_What to do_
The answer must be every line of the data that holds the word "Path".

_Available records_
━━━━━━━━

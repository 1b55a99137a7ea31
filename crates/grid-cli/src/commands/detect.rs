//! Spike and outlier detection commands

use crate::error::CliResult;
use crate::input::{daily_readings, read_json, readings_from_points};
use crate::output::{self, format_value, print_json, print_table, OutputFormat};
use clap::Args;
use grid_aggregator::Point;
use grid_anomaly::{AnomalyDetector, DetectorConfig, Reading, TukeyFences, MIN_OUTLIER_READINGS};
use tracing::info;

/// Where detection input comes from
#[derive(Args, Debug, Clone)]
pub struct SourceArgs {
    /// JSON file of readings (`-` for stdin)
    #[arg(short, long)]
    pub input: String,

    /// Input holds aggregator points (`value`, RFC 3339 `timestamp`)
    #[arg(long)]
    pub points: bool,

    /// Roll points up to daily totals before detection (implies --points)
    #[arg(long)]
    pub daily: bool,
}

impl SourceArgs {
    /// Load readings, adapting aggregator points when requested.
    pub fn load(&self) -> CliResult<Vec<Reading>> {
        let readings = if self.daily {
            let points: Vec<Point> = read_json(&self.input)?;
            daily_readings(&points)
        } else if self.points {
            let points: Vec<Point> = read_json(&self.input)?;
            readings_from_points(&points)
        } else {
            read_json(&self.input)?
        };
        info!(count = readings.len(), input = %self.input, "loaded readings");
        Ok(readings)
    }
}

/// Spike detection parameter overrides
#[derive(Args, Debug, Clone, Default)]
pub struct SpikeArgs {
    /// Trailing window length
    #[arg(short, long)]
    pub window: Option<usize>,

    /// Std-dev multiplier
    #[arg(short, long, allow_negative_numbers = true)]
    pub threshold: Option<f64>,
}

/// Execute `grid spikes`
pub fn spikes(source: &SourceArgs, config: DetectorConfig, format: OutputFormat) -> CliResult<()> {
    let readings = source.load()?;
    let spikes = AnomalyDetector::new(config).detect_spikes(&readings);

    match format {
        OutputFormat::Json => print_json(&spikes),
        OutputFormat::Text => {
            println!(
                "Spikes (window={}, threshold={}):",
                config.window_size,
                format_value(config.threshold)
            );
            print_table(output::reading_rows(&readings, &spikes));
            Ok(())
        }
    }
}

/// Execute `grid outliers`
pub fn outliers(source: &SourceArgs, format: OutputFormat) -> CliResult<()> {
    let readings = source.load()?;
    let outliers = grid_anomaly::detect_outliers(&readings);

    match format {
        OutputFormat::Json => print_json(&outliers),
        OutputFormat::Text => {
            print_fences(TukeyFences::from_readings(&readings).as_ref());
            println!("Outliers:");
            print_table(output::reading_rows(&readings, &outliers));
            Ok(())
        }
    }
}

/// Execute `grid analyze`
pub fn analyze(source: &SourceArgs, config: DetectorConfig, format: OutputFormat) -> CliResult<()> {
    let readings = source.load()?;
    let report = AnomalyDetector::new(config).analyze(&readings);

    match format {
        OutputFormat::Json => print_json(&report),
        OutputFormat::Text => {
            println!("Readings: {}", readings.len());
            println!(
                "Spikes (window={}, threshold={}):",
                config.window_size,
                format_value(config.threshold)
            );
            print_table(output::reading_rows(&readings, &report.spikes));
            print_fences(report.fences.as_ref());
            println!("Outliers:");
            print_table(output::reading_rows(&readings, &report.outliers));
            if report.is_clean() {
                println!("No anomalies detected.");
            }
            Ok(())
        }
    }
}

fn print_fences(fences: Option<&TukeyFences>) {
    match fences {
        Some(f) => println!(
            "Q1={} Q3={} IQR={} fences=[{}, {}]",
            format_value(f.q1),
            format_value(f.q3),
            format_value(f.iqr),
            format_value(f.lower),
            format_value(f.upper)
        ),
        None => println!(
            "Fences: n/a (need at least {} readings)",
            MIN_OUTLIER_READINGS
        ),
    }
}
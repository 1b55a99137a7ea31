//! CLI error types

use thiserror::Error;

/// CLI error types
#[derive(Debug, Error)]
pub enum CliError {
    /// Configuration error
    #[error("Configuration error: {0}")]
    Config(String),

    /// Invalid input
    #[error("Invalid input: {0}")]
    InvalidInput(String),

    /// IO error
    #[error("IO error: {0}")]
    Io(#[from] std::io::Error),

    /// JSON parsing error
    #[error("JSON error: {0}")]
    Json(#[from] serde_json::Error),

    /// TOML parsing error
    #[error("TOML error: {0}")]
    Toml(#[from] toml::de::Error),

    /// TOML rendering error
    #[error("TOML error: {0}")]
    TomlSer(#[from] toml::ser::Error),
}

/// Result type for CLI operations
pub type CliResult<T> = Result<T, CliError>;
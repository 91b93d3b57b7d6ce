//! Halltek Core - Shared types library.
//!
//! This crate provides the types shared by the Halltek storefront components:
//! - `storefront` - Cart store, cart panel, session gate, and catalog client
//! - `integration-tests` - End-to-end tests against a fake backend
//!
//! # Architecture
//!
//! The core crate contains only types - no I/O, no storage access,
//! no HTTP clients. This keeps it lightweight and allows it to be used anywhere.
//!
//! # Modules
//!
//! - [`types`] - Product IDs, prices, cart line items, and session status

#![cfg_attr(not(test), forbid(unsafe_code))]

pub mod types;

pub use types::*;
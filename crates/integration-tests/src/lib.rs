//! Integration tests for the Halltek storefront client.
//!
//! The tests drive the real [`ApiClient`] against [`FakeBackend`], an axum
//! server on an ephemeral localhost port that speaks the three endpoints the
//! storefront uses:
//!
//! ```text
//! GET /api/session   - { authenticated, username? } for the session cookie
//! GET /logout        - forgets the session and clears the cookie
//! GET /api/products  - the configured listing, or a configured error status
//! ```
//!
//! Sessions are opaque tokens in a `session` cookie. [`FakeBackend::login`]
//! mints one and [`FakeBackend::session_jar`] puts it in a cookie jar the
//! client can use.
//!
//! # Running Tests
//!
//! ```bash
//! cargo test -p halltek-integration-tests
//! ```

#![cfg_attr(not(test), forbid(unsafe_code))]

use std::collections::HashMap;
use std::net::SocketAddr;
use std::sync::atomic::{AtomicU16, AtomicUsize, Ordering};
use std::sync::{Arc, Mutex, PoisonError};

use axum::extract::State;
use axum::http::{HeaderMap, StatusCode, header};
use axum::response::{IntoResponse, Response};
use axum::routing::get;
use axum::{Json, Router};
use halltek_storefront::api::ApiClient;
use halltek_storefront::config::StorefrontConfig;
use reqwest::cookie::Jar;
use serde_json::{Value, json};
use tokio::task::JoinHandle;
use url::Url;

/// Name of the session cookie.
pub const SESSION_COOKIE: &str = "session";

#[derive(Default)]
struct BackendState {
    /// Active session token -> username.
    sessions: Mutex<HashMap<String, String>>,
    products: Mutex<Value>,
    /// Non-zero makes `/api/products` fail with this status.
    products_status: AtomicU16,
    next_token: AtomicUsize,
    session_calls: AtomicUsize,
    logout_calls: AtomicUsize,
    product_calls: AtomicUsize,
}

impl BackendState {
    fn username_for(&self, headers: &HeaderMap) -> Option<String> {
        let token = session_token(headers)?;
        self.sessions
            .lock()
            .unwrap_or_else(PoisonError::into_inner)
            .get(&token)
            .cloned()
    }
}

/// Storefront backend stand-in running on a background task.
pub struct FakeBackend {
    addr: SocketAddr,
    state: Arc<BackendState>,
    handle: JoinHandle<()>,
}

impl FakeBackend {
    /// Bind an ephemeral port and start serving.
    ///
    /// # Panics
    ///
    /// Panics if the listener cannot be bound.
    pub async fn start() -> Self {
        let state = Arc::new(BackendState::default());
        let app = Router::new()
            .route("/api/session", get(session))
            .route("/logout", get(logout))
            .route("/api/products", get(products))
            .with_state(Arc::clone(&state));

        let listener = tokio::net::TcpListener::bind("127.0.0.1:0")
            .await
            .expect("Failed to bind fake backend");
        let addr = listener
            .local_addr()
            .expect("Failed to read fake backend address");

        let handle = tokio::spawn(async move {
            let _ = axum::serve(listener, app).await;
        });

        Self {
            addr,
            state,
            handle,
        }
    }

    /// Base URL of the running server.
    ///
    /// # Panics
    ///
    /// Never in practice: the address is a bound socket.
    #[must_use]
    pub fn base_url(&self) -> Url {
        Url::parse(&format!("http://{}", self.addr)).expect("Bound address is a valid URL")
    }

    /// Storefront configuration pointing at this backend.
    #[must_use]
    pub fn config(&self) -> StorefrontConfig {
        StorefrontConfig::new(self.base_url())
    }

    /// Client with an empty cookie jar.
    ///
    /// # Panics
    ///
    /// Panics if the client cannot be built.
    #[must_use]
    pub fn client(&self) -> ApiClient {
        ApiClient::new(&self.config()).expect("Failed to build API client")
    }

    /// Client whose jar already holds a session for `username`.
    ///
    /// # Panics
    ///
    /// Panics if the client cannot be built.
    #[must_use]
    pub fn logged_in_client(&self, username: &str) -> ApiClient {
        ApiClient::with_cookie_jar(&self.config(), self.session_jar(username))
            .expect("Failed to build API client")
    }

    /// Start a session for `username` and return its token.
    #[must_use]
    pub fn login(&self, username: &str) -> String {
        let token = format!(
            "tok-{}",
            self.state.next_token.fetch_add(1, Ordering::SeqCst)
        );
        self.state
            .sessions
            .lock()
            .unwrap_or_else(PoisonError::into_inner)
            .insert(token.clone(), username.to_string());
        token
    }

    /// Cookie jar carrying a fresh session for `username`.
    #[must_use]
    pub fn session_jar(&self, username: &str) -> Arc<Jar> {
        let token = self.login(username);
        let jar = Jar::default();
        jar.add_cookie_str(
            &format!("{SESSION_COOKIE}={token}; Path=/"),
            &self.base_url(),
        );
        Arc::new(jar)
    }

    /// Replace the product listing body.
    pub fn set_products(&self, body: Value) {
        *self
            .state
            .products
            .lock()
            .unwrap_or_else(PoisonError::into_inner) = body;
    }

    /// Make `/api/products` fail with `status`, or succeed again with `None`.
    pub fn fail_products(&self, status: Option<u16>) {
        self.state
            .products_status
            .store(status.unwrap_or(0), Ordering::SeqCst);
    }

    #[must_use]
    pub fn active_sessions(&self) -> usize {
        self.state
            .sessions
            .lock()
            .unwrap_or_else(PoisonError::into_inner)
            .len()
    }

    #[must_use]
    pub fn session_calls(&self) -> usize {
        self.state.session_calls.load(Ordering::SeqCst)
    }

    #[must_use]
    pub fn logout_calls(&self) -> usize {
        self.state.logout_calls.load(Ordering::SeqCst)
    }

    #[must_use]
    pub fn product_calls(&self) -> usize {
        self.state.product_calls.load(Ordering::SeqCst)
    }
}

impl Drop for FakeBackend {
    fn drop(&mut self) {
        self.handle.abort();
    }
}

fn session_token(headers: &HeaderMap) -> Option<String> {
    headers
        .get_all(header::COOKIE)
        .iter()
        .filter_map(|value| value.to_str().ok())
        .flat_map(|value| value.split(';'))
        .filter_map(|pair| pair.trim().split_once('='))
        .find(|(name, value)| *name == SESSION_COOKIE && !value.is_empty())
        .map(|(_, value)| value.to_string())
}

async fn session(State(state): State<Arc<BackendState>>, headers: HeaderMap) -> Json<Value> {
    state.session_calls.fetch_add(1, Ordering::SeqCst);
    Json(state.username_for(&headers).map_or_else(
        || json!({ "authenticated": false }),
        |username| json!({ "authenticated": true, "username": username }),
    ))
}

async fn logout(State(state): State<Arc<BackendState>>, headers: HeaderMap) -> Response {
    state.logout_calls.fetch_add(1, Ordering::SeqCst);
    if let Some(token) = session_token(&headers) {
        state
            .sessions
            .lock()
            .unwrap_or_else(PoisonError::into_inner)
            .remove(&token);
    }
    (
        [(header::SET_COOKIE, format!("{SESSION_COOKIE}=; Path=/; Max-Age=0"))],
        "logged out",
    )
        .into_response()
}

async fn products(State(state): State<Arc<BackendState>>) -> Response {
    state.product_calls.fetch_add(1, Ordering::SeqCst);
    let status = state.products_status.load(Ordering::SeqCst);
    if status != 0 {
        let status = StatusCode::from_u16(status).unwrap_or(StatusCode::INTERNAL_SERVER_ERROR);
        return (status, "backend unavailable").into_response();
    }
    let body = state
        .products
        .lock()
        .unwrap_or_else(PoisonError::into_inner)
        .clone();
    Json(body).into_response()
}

━━━━━━━━

_Written solution_
            &format!("{SESSION_COOKIE}={token}; Path=/"),
        [(header::SET_COOKIE, format!("{SESSION_COOKIE}=; Path=/; Max-Age=0"))],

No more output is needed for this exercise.